As a former fashion designer, Rebecca Ford maintains an interest in all things design. In recent years, like much of the world, she has turned her interests to sustainability. One area she finds fascinating is sustainable landscape design, which is all about using native plants and existing spaces to create something beautiful, complementary, and useful.
Rebecca Ford Talks About the Sustainable Landscape
Homeowners and gardeners have realized over the last decade how critical their role is to the local environment. Introducing non-native species is often problematic and can hinder local growth and insect populations.
Sustainable landscaping is about focusing on the existing environment and nurturing domestic plants to ensure plants and ecosystems thrive. There are at least four principles of sustainable landscaping and gardening.
Sustainability is about taking care of the resources available to communities, ensuring no one abuses them. Landscaping plans can lead to excessive water use, which is increasingly problematic in a world of frequent droughts.

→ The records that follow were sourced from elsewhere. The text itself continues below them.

//! Domain entities - records with identity and version counters.

pub mod modifier;
pub mod organization;
pub mod patrol;
pub mod reputation;
pub mod resource;

pub use modifier::{GuardModifier, ModifierKind};
pub use organization::GuardOrganization;
pub use patrol::{Patrol, PatrolEffect, PatrolOrder};
pub use reputation::Reputation;
pub use resource::Resource;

Sustainable landscaping requires you to look at water as a valuable and limited resource. Create a garden or landscape of drought-resistant, native plants. Ford also urges you to use rain barrels and other collection methods to reduce water use on municipal systems.
Soil is also a finite resource, so it is imperative that you care for what you have. You can take several steps to reduce soil erosion or runoff, including choosing the right plants for your area. Deep-rooted perennials can help hold the soil. While the plants may serve a functional purpose, you can find many of these perennials in vibrant colors, textures, and forms, creating visual interest.
Rebecca Ford, New Canaan resident, understands the importance of color and texture in design, but she suggests you don’t always need to look for exotic elements to make a statement. Native plants are perfect for your landscape because they thrive in your climate and contribute to the existing ecosystem. Native species contribute to the health and longevity of your landscape.
The primary goal of a sustainable landscape is to reduce waste. How much waste does your current landscape contribute to landfills each year? Is your grass space too big, resulting in plentiful yard waste? By shrinking your lawn and planting wildflowers, shrubs, ornamental trees, and grasses, you can significantly reduce the amount of yard waste your landscape produces.
Professional Designers and Sustainable Trends
Rebecca Ford and other professional designers acknowledge the need for sustainable design, even beyond landscapes. Environmental trends are essential to humanity’s survival. With so many limited resources, the population needs to focus on how it can give back to the world it takes for granted. Sustainable landscaping is one way to ensure that local ecosystems remain healthy and thrive.